Online State of Charge Estimation for Battery Based on the Improved Double Fraction-Order Multi-Innovation Unscented Kalman Filter With Full Parameters Identification and Self-Rectification of Covariance Matrices

Abstract

The state of charge (SOC) is an extremely important indicator of the lithium cell. Currently, traditional identification algorithms and integer-order models are poorly adaptive and unable to respond to the dynamic characteristics of batteries in real time, whereas unscented Kalman filtering is often accompanied by the problem that the covariance matrix is not positively determined, leading to algorithmic collapse.

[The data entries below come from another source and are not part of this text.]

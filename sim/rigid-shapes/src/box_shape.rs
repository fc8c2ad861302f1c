//! Boxes.

use rigid_types::math::{Quat, Vec3};
use rigid_types::{Aabb, Result, RigidError};

use crate::convex::{box_inertia, ConvexPolyhedron};

/// A box centered on its local origin, with a cached polyhedron used by the
/// convex collision routines.
#[derive(Debug, Clone, PartialEq)]
pub struct BoxShape {
    half_extents: Vec3,
    convex: ConvexPolyhedron,
}

impl BoxShape {
    /// Create a box from its half extents, which must all be positive.
    pub fn new(half_extents: Vec3) -> Result<Self> {
        if half_extents.iter().any(|h| !h.is_finite() || *h <= 0.0) {
            return Err(RigidError::invalid_shape(format!(
                "box half extents must be positive, got {half_extents:?}"
            )));
        }
        let (x, y, z) = (half_extents.x, half_extents.y, half_extents.z);
        let vertices = vec![
            Vec3::new(-x, -y, -z),
            Vec3::new(x, -y, -z),
            Vec3::new(x, y, -z),
            Vec3::new(-x, y, -z),
            Vec3::new(-x, -y, z),
            Vec3::new(x, -y, z),
            Vec3::new(x, y, z),
            Vec3::new(-x, y, z),
        ];
        let faces = vec![
            vec![3, 2, 1, 0],
            vec![4, 5, 6, 7],
            vec![5, 4, 0, 1],
            vec![2, 3, 7, 6],
            vec![0, 4, 7, 3],
            vec![1, 2, 6, 5],
        ];
        let convex = ConvexPolyhedron::new(vertices, faces)?
            .with_unique_axes(vec![Vec3::x(), Vec3::y(), Vec3::z()]);
        Ok(Self {
            half_extents,
            convex,
        })
    }

    /// Half extents.
    #[must_use]
    pub fn half_extents(&self) -> &Vec3 {
        &self.half_extents
    }

    /// The cached polyhedron.
    #[must_use]
    pub fn convex(&self) -> &ConvexPolyhedron {
        &self.convex
    }

    /// Enclosed volume.
    #[must_use]
    pub fn volume(&self) -> f64 {
        8.0 * self.half_extents.x * self.half_extents.y * self.half_extents.z
    }

    /// Principal moments of a solid box.
    #[must_use]
    pub fn calculate_local_inertia(&self, mass: f64) -> Vec3 {
        box_inertia(&self.half_extents, mass)
    }

    /// Distance from the center to a corner.
    #[must_use]
    pub fn bounding_sphere_radius(&self) -> f64 {
        self.half_extents.norm()
    }

    /// The six face-center offsets `+x, +y, +z, -x, -y, -z`, each scaled by
    /// the half extent on its axis and rotated into world orientation.
    #[must_use]
    pub fn side_normals(&self, quaternion: &Quat) -> [Vec3; 6] {
        let e = self.half_extents;
        [
            Vec3::new(e.x, 0.0, 0.0),
            Vec3::new(0.0, e.y, 0.0),
            Vec3::new(0.0, 0.0, e.z),
            Vec3::new(-e.x, 0.0, 0.0),
            Vec3::new(0.0, -e.y, 0.0),
            Vec3::new(0.0, 0.0, -e.z),
        ]
        .map(|s| quaternion * s)
    }

    /// Corners at a world pose.
    #[must_use]
    pub fn world_corners(&self, position: &Vec3, quaternion: &Quat) -> [Vec3; 8] {
        Aabb::from_center(Vec3::zeros(), self.half_extents)
            .corners()
            .map(|c| quaternion * c + position)
    }

    /// Bounding box at a world pose.
    #[must_use]
    pub fn calculate_world_aabb(&self, position: &Vec3, quaternion: &Quat) -> Aabb {
        Aabb::from_points(self.world_corners(position, quaternion).iter(), None, 0.0)
    }
}

#[cfg(test)]
#[allow(clippy::unwrap_used, clippy::expect_used, clippy::float_cmp)]
mod tests {
    use super::*;
    use approx::assert_relative_eq;
    use std::f64::consts::FRAC_PI_4;

    #[test]
    fn test_box_properties() {
        let b = BoxShape::new(Vec3::new(1.0, 2.0, 3.0)).unwrap();
        assert_relative_eq!(b.volume(), 48.0);
        assert_relative_eq!(b.convex().volume(), 48.0, epsilon = 1e-9);
        assert_relative_eq!(
            b.calculate_local_inertia(12.0),
            Vec3::new(4.0 * 4.0 + 36.0, 4.0 + 36.0, 16.0 + 4.0)
        );
        assert_eq!(b.convex().unique_axes().map(<[Vec3]>::len), Some(3));
    }

    #[test]
    fn test_rotated_aabb_grows() {
        let b = BoxShape::new(Vec3::repeat(1.0)).unwrap();
        let q = Quat::from_axis_angle(&Vec3::z_axis(), FRAC_PI_4);
        let aabb = b.calculate_world_aabb(&Vec3::zeros(), &q);
        assert_relative_eq!(aabb.upper_bound.x, 2.0_f64.sqrt(), epsilon = 1e-12);
        assert_relative_eq!(aabb.upper_bound.z, 1.0, epsilon = 1e-12);
    }

    #[test]
    fn test_side_normals() {
        let b = BoxShape::new(Vec3::new(1.0, 2.0, 3.0)).unwrap();
        let sides = b.side_normals(&Quat::identity());
        assert_eq!(sides[1], Vec3::new(0.0, 2.0, 0.0));
        assert_eq!(sides[5], Vec3::new(0.0, 0.0, -3.0));
    }

    #[test]
    fn test_zero_extent_rejected() {
        assert!(BoxShape::new(Vec3::new(1.0, 0.0, 1.0)).is_err());
    }
}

This study combines the multi-innovation theory with online identification and provides an improved fractional-order multi-innovation double unscented Kalman filter (DFOMIUKF) joint estimation algorithm. The algorithm contains a multi-timescale framework that allows full parametric identification of fractional-order models, which guarantees the algorithm's ability to cope with complex working conditions, and the problem of failure of the Kalman filtering algorithm is solved by modifying the covariance matrix in real time by singular value decomposition (SVD). On the basis of the fractional RC model, the FOMIUKF₁ algorithm allows real-time updating of model parameters on a macro scale, and the obtained parameters at the microscale are passed to the FOMIUKF₂ algorithm for real-time updating of the charge level of the lithium battery. Then, the DFOMIUKF algorithm is validated under different working environments, respectively. The findings indicate that the proposed algorithm predicts the SOC with the maximum values of root mean square error (RMSE) and mean absolute error (MAE) not exceeding 0.77% and 0.66%, respectively, and maintains high accuracy even at low temperatures. It is illustrated that the proposed algorithm solves the problems of the above offline algorithms with high precision and robustness.